Mobile service revenue growth led by postpaid
- 1Q18 mobile service revenue (76% of total service revenue) rose 2.5% y-o-y (-1.8% q-o-q). This was mainly due to postpaid revenue, which rose 4.3% y-o-y (-1.3% q-o-q), driven by subs growth in higher-end plans and greater contribution from Circles.Life (CL).
- Prepaid revenue fell by a steeper 11.1% y-o-y (-6.2% q-o-q) from keener competition as its competitors gave retailers costly incentives to acquire subs. Q-o-q, prepaid subs declined 59k while postpaid net adds rose a healthy 12k q-o-q.
Healthy fixed services revenue growth y-o-y
- After a strong 4Q17, fixed services revenue (17% of total service revenue) rose by a milder but still healthy 13.9% y-o-y (-5.6% q-o-q) in 1Q18. This was supported by an increased fibre customer base (+5k q-o-q), on steady ARPU q-o-q at S$44.
- M1 says the corporate and government segment formed 37% of service revenue in 1Q18 and grew by 19% y-o-y.

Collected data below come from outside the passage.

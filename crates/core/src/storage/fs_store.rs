//! Filesystem-backed object store implementation.

use std::path::{Path, PathBuf};

use async_trait::async_trait;
use bytes::Bytes;
use tokio::fs;

use super::{validate_component, ObjectStore, ObjectStoreError};

/// Object store rooted at a local directory.
///
/// Layout: `<root>/<namespace>/<key>`, where keys may contain `/` to form
/// the `pdfs/`, `parquets/` and `others/` groups.
pub struct FsObjectStore {
    root: PathBuf,
}

impl FsObjectStore {
    /// Create a store rooted at `root`, creating the directory if needed.
    pub fn new(root: impl Into<PathBuf>) -> Result<Self, ObjectStoreError> {
        let root = root.into();
        std::fs::create_dir_all(&root).map_err(|e| ObjectStoreError::Io(e.to_string()))?;
        Ok(Self { root })
    }

    /// Root directory of the store.
    pub fn root(&self) -> &Path {
        &self.root
    }

    fn resolve(&self, namespace: &str, key: &str) -> Result<PathBuf, ObjectStoreError> {
        validate_component(namespace)?;
        validate_component(key)?;
        Ok(self.root.join(namespace).join(key))
    }
}

#[async_trait]
impl ObjectStore for FsObjectStore {
    async fn put(&self, namespace: &str, key: &str, bytes: Bytes) -> Result<(), ObjectStoreError> {
        let path = self.resolve(namespace, key)?;

        if let Some(parent) = path.parent() {
            fs::create_dir_all(parent)
                .await
                .map_err(|e| ObjectStoreError::Io(e.to_string()))?;
        }

        fs::write(&path, &bytes)
            .await
            .map_err(|e| ObjectStoreError::Io(e.to_string()))
    }

    async fn get(&self, namespace: &str, key: &str) -> Result<Bytes, ObjectStoreError> {
        let path = self.resolve(namespace, key)?;

        match fs::read(&path).await {
            Ok(bytes) => Ok(Bytes::from(bytes)),
            Err(e) if e.kind() == std::io::ErrorKind::NotFound => {
                Err(ObjectStoreError::NotFound {
                    namespace: namespace.to_string(),
                    key: key.to_string(),
                })
            }
            Err(e) => Err(ObjectStoreError::Io(e.to_string())),
        }
    }

    async fn list(
        &self,
        namespace: &str,
        prefix: &str,
    ) -> Result<Vec<String>, ObjectStoreError> {
        validate_component(namespace)?;
        let base = self.root.join(namespace);

        if !base.exists() {
            return Ok(Vec::new());
        }

        // Iterative walk; async recursion is not worth the boxing here.
        let mut keys = Vec::new();
        let mut pending = vec![base.clone()];

        while let Some(dir) = pending.pop() {
            let mut entries = fs::read_dir(&dir)
                .await
                .map_err(|e| ObjectStoreError::Io(e.to_string()))?;

            while let Some(entry) = entries
                .next_entry()
                .await
                .map_err(|e| ObjectStoreError::Io(e.to_string()))?
            {
                let path = entry.path();
                if path.is_dir() {
                    pending.push(path);
                    continue;
                }

                let key = path
                    .strip_prefix(&base)
                    .map_err(|e| ObjectStoreError::Io(e.to_string()))?
                    .components()
                    .map(|c| c.as_os_str().to_string_lossy())
                    .collect::<Vec<_>>()
                    .join("/");

                if key.starts_with(prefix) {
                    keys.push(key);
                }
            }
        }

        keys.sort();
        Ok(keys)
    }
}

#[cfg(test)]
mod tests {
    use super::*;
    use crate::storage::{PARQUET_PREFIX, PDF_PREFIX};

    fn create_test_store() -> (FsObjectStore, tempfile::TempDir) {
        let dir = tempfile::tempdir().unwrap();
        let store = FsObjectStore::new(dir.path().join("objects")).unwrap();
        (store, dir)
    }

    #[tokio::test]
    async fn test_put_get_roundtrip() {
        let (store, _dir) = create_test_store();

        store
            .put("t-1", "pdfs/report.pdf", Bytes::from_static(b"%PDF-1.7"))
            .await
            .unwrap();

        let bytes = store.get("t-1", "pdfs/report.pdf").await.unwrap();
        assert_eq!(&bytes[..], b"%PDF-1.7");
    }

    #[tokio::test]
    async fn test_get_missing_is_not_found() {
        let (store, _dir) = create_test_store();

        let result = store.get("t-1", "pdfs/missing.pdf").await;
        assert!(matches!(result, Err(ObjectStoreError::NotFound { .. })));
    }

    #[tokio::test]
    async fn test_put_overwrites() {
        let (store, _dir) = create_test_store();

        store
            .put("t-1", "pdfs/a.pdf", Bytes::from_static(b"one"))
            .await
            .unwrap();
        store
            .put("t-1", "pdfs/a.pdf", Bytes::from_static(b"two"))
            .await
            .unwrap();

        let bytes = store.get("t-1", "pdfs/a.pdf").await.unwrap();
        assert_eq!(&bytes[..], b"two");
    }

    #[tokio::test]
    async fn test_list_by_prefix() {
        let (store, _dir) = create_test_store();

        store
            .put("t-1", "pdfs/report.pdf", Bytes::from_static(b"pdf"))
            .await
            .unwrap();
        store
            .put(
                "t-1",
                "parquets/odds_path_report.parquet",
                Bytes::from_static(b"pq"),
            )
            .await
            .unwrap();
        store
            .put("t-1", "others/notes.txt", Bytes::from_static(b"n"))
            .await
            .unwrap();

        let pdfs = store.list("t-1", PDF_PREFIX).await.unwrap();
        assert_eq!(pdfs, vec!["pdfs/report.pdf"]);

        let parquets = store.list("t-1", PARQUET_PREFIX).await.unwrap();
        assert_eq!(parquets, vec!["parquets/odds_path_report.parquet"]);

        let all = store.list("t-1", "").await.unwrap();
        assert_eq!(all.len(), 3);
    }

    #[tokio::test]
    async fn test_list_unknown_namespace_is_empty() {
        let (store, _dir) = create_test_store();
        assert!(store.list("nope", "").await.unwrap().is_empty());
    }

    #[tokio::test]
    async fn test_namespaces_are_isolated() {
        let (store, _dir) = create_test_store();

        store
            .put("t-1", "pdfs/a.pdf", Bytes::from_static(b"a"))
            .await
            .unwrap();
        store
            .put("t-2", "pdfs/b.pdf", Bytes::from_static(b"b"))
            .await
            .unwrap();

        assert_eq!(store.list("t-1", "").await.unwrap(), vec!["pdfs/a.pdf"]);
        assert_eq!(store.list("t-2", "").await.unwrap(), vec!["pdfs/b.pdf"]);
    }

    #[tokio::test]
    async fn test_traversal_is_rejected() {
        let (store, _dir) = create_test_store();

        let result = store
            .put("t-1", "../escape.pdf", Bytes::from_static(b"x"))
            .await;
        assert!(matches!(result, Err(ObjectStoreError::InvalidKey(_))));

        let result = store.get("..", "pdfs/a.pdf").await;
        assert!(matches!(result, Err(ObjectStoreError::InvalidKey(_))));
    }
}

M1 believes that fixed services revenue will continue to grow meaningfully this year as it has secured new corporate customers in recent months.
EBITDA margin eased 0.4% pts y-o-y
- EBITDA margin on service revenue eased 0.4% pts y-o-y (+1.0% pts q-o-q) to 40.8% in 1Q18. This was mainly due to increased:
- other cost of sales (customer projects),
- staff cost (salary increments),
- facilities expenses (bigger network) and
- other general and administrative (G&A) costs.
- Net debt/EBITDA eased slightly to 1.25x (4Q17: 1.33x) from lower net debt.
Core EPS could grow 5% in FY18F before falling in FY19-20F
- M1’s FY17 core net profit has been retrospectively raised by 5.4% to S$137m post-adoption of SFRS 15. We raise FY18-20F core net profit by 6-7% mainly for the same reason.
- We forecast core EPS to rise 5.3% in FY18F (led by higher fixed services revenue), then fall 21.9%/14.5% in FY19F/20F on more intense mobile competition and amortisation of 700MHz spectrum rights (ex-700MHz: -14.7%/-13.5%).
- The adoption of SFRS 15 has had no significant impact on M1’s cashflows.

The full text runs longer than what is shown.